#### WHAT YOU HAVE TO DO
For the records below, tally every line that has the word "AcceptPolicy" and reply with the number alone.

#### SOURCE DATA
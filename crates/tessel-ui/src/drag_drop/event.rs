//! Drag-and-drop events and notifications.

use tessel_core::math::Vec2;

use super::data::DragData;
use crate::scene::NodeId;

/// Which step of the drag an event describes.
#[derive(Debug, Clone, Copy, PartialEq, Eq)]
pub enum DragDropEventKind {
    Start,
    Enter,
    Move,
    Exit,
    Drop,
    Complete,
}

/// Event handed to drop targets and drag sources.
#[derive(Debug)]
pub struct DragDropEvent<'a> {
    pub kind: DragDropEventKind,
    /// The node that started the drag.
    pub source: NodeId,
    pub data: &'a DragData,
    /// Touch position in the receiver's local space. Zero for source events.
    pub local: Vec2,
    /// Whether the drag ended in an accepted drop. Only set on `Complete`.
    pub dropped: bool,
    accepted: bool,
}

impl<'a> DragDropEvent<'a> {
    pub fn new(kind: DragDropEventKind, source: NodeId, data: &'a DragData, local: Vec2) -> Self {
        Self {
            kind,
            source,
            data,
            local,
            dropped: false,
            accepted: false,
        }
    }

    pub(crate) fn completed(source: NodeId, data: &'a DragData, dropped: bool) -> Self {
        Self {
            dropped,
            ..Self::new(DragDropEventKind::Complete, source, data, Vec2::ZERO)
        }
    }

    /// Accept the drop. Only honoured for `Enter` and `Move`.
    pub fn accept_drag(&mut self) {
        if matches!(self.kind, DragDropEventKind::Enter | DragDropEventKind::Move) {
            self.accepted = true;
        } else {
            tracing::warn!("accept_drag ignored on {:?} event", self.kind);
        }
    }

    pub fn is_accepted(&self) -> bool {
        self.accepted
    }
}

/// Queued record of every drag-and-drop notification.
#[derive(Debug, Clone, Copy, PartialEq)]
pub enum DragDropNotification {
    Started { source: NodeId },
    Entered { target: NodeId, local: Vec2 },
    Moved { target: NodeId, local: Vec2 },
    Exited { target: NodeId, local: Vec2 },
    Dropped { target: NodeId, local: Vec2 },
    Completed { source: NodeId, dropped: bool },
}

impl DragDropNotification {
    pub fn kind(&self) -> DragDropEventKind {
        match self {
            Self::Started { .. } => DragDropEventKind::Start,
            Self::Entered { .. } => DragDropEventKind::Enter,
            Self::Moved { .. } => DragDropEventKind::Move,
            Self::Exited { .. } => DragDropEventKind::Exit,
            Self::Dropped { .. } => DragDropEventKind::Drop,
            Self::Completed { .. } => DragDropEventKind::Complete,
        }
    }

    /// The drop target involved, if this is a target notification.
    pub fn target(&self) -> Option<NodeId> {
        match self {
            Self::Entered { target, .. }
            | Self::Moved { target, .. }
            | Self::Exited { target, .. }
            | Self::Dropped { target, .. } => Some(*target),
            Self::Started { .. } | Self::Completed { .. } => None,
        }
    }
}

#[cfg(test)]
mod tests {
    use super::*;

    #[test]
    fn test_accept_only_on_enter_and_move() {
        let data = DragData::new();
        let mut enter = DragDropEvent::new(DragDropEventKind::Enter, NodeId(1), &data, Vec2::ZERO);
        enter.accept_drag();
        assert!(enter.is_accepted());

        let mut drop = DragDropEvent::new(DragDropEventKind::Drop, NodeId(1), &data, Vec2::ZERO);
        drop.accept_drag();
        assert!(!drop.is_accepted());
    }

    #[test]
    fn test_notification_target() {
        let entered = DragDropNotification::Entered {
            target: NodeId(4),
            local: Vec2::ONE,
        };
        assert_eq!(entered.target(), Some(NodeId(4)));
        assert_eq!(entered.kind(), DragDropEventKind::Enter);

        let started = DragDropNotification::Started { source: NodeId(2) };
        assert_eq!(started.target(), None);
    }
}
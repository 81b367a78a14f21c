//! Test utilities for the Tessel UI toolkit.
//!
//! Recording display objects that log every drag-and-drop callback they
//! receive into a shared [`EventLog`], plus small widgets for exercising
//! validation and focus.
//!
//! # Example
//!
//! ```rust
//! use tessel_core::geometry::Size;
//! use tessel_test_utils::{EventLog, RecordingTarget};
//! use tessel_ui::scene::SceneGraph;
//!
//! let log = EventLog::new();
//! let mut scene = SceneGraph::new(Size::new(800.0, 600.0));
//! let target = scene.create(RecordingTarget::accepting("bin", &log));
//!
//! assert!(log.is_empty());
//! # let _ = target;
//! ```
//!
//! The log uses `parking_lot::Mutex` so clones can be handed to any number
//! of recorders and inspected from the test afterwards.

use std::sync::Arc;

use parking_lot::Mutex;
use tessel_core::geometry::{Rect, Size};
use tessel_core::math::Vec2;
use tessel_ui::drag_drop::{DragDropEvent, DragDropEventKind};
use tessel_ui::scene::{DisplayObject, DragSource, DropTarget, Validatable};

/// One callback received by a recording object.
#[derive(Debug, Clone, PartialEq)]
pub struct RecordedCall {
    pub receiver: String,
    pub kind: DragDropEventKind,
    pub local: Vec2,
    pub dropped: bool,
}

impl RecordedCall {
    /// Short form such as `enter(a)`, handy for order assertions.
    pub fn label(&self) -> String {
        let kind = match self.kind {
            DragDropEventKind::Start => "start",
            DragDropEventKind::Enter => "enter",
            DragDropEventKind::Move => "move",
            DragDropEventKind::Exit => "exit",
            DragDropEventKind::Drop => "drop",
            DragDropEventKind::Complete => "complete",
        };
        format!("{}({})", kind, self.receiver)
    }
}

/// Shared, ordered log of recorded callbacks.
#[derive(Debug, Clone, Default)]
pub struct EventLog {
    calls: Arc<Mutex<Vec<RecordedCall>>>,
}

impl EventLog {
    pub fn new() -> Self {
        Self::default()
    }

    pub fn record(&self, receiver: &str, event: &DragDropEvent<'_>) {
        self.calls.lock().push(RecordedCall {
            receiver: receiver.to_string(),
            kind: event.kind,
            local: event.local,
            dropped: event.dropped,
        });
    }

    pub fn calls(&self) -> Vec<RecordedCall> {
        self.calls.lock().clone()
    }

    /// Labels of every call in order, see [`RecordedCall::label`].
    pub fn labels(&self) -> Vec<String> {
        self.calls.lock().iter().map(RecordedCall::label).collect()
    }

    pub fn count(&self, kind: DragDropEventKind) -> usize {
        self.calls.lock().iter().filter(|c| c.kind == kind).count()
    }

    pub fn last(&self) -> Option<RecordedCall> {
        self.calls.lock().last().cloned()
    }

    pub fn is_empty(&self) -> bool {
        self.calls.lock().is_empty()
    }

    pub fn clear(&self) {
        self.calls.lock().clear();
    }
}

/// When a [`RecordingTarget`] accepts a drag.
#[derive(Debug, Clone, PartialEq, Eq)]
pub enum AcceptPolicy {
    Never,
    Always,
    /// Accept when the drag carries this format.
    Format(String),
}

/// Leaf drop target that records its callbacks.
#[derive(Debug)]
pub struct RecordingTarget {
    name: String,
    log: EventLog,
    policy: AcceptPolicy,
}

impl RecordingTarget {
    pub fn new(name: impl Into<String>, log: &EventLog, policy: AcceptPolicy) -> Self {
        Self {
            name: name.into(),
            log: log.clone(),
            policy,
        }
    }

    pub fn accepting(name: impl Into<String>, log: &EventLog) -> Self {
        Self::new(name, log, AcceptPolicy::Always)
    }

    pub fn rejecting(name: impl Into<String>, log: &EventLog) -> Self {
        Self::new(name, log, AcceptPolicy::Never)
    }

    fn wants(&self, event: &DragDropEvent<'_>) -> bool {
        match &self.policy {
            AcceptPolicy::Never => false,
            AcceptPolicy::Always => true,
            AcceptPolicy::Format(format) => event.data.has_data_for_format(format),
        }
    }
}

impl DisplayObject for RecordingTarget {
    fn debug_name(&self) -> &str {
        &self.name
    }

    fn as_drop_target(&self) -> Option<&dyn DropTarget> {
        Some(self)
    }

    fn as_drop_target_mut(&mut self) -> Option<&mut dyn DropTarget> {
        Some(self)
    }
}

impl DropTarget for RecordingTarget {
    fn on_drag_enter(&mut self, event: &mut DragDropEvent<'_>) {
        self.log.record(&self.name, event);
        if self.wants(event) {
            event.accept_drag();
        }
    }

    fn on_drag_move(&mut self, event: &mut DragDropEvent<'_>) {
        self.log.record(&self.name, event);
    }

    fn on_drag_exit(&mut self, event: &DragDropEvent<'_>) {
        self.log.record(&self.name, event);
    }

    fn on_drag_drop(&mut self, event: &DragDropEvent<'_>) {
        self.log.record(&self.name, event);
    }
}

/// Leaf drag source that records start and completion.
#[derive(Debug)]
pub struct RecordingSource {
    name: String,
    log: EventLog,
}

impl RecordingSource {
    pub fn new(name: impl Into<String>, log: &EventLog) -> Self {
        Self {
            name: name.into(),
            log: log.clone(),
        }
    }
}

impl DisplayObject for RecordingSource {
    fn debug_name(&self) -> &str {
        &self.name
    }

    fn as_drag_source_mut(&mut self) -> Option<&mut dyn DragSource> {
        Some(self)
    }
}

impl DragSource for RecordingSource {
    fn on_drag_start(&mut self, event: &DragDropEvent<'_>) {
        self.log.record(&self.name, event);
    }

    fn on_drag_complete(&mut self, event: &DragDropEvent<'_>) {
        self.log.record(&self.name, event);
    }
}

/// Leaf whose size is only known after validation, like measured text.
#[derive(Debug, Clone)]
pub struct SizedWidget {
    measured: Size<f32>,
    validations: Arc<Mutex<usize>>,
}

impl SizedWidget {
    pub fn new(width: f32, height: f32) -> Self {
        Self {
            measured: Size::new(width, height),
            validations: Arc::new(Mutex::new(0)),
        }
    }

    /// Shared counter of `validate` calls, readable after the widget moved
    /// into the scene.
    pub fn validations(&self) -> Arc<Mutex<usize>> {
        self.validations.clone()
    }
}

impl DisplayObject for SizedWidget {
    fn debug_name(&self) -> &str {
        "SizedWidget"
    }

    fn as_validatable_mut(&mut self) -> Option<&mut dyn Validatable> {
        Some(self)
    }
}

impl Validatable for SizedWidget {
    fn validate(&mut self, frame: &mut Rect<f32>) {
        *self.validations.lock() += 1;
        frame.width = self.measured.width;
        frame.height = self.measured.height;
    }
}

/// Focusable leaf.
#[derive(Debug, Clone, Default)]
pub struct FocusableBox {
    name: String,
}

impl FocusableBox {
    pub fn new(name: impl Into<String>) -> Self {
        Self { name: name.into() }
    }
}

impl DisplayObject for FocusableBox {
    fn debug_name(&self) -> &str {
        &self.name
    }

    fn is_focusable(&self) -> bool {
        true
    }
}
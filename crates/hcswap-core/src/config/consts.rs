//! Default values shared by the settings model and the CLI

/// Directory under the home directory holding every version store
pub const APP_DIR_NAME: &str = "hc-swap";

/// Directory holding the active links, expected to be on `PATH`
pub const DEFAULT_BIN_DIR: &str = "/usr/local/bin";

/// Release index serving both the per-tool listings and the archives
pub const DEFAULT_CATALOG_URL: &str = "https://releases.hashicorp.com/";

/// Catalog entries offered per prompt
pub const DEFAULT_CATALOG_LIMIT: usize = 10;

/// Download timeout; release archives run to tens of megabytes
pub const DEFAULT_HTTP_TIMEOUT_SECS: u64 = 300;

/// File name of the settings file inside `<config_dir>/hc-swap/`
pub const CONFIG_FILE_NAME: &str = "config.toml";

#### ANSWER TO THIS TASK
8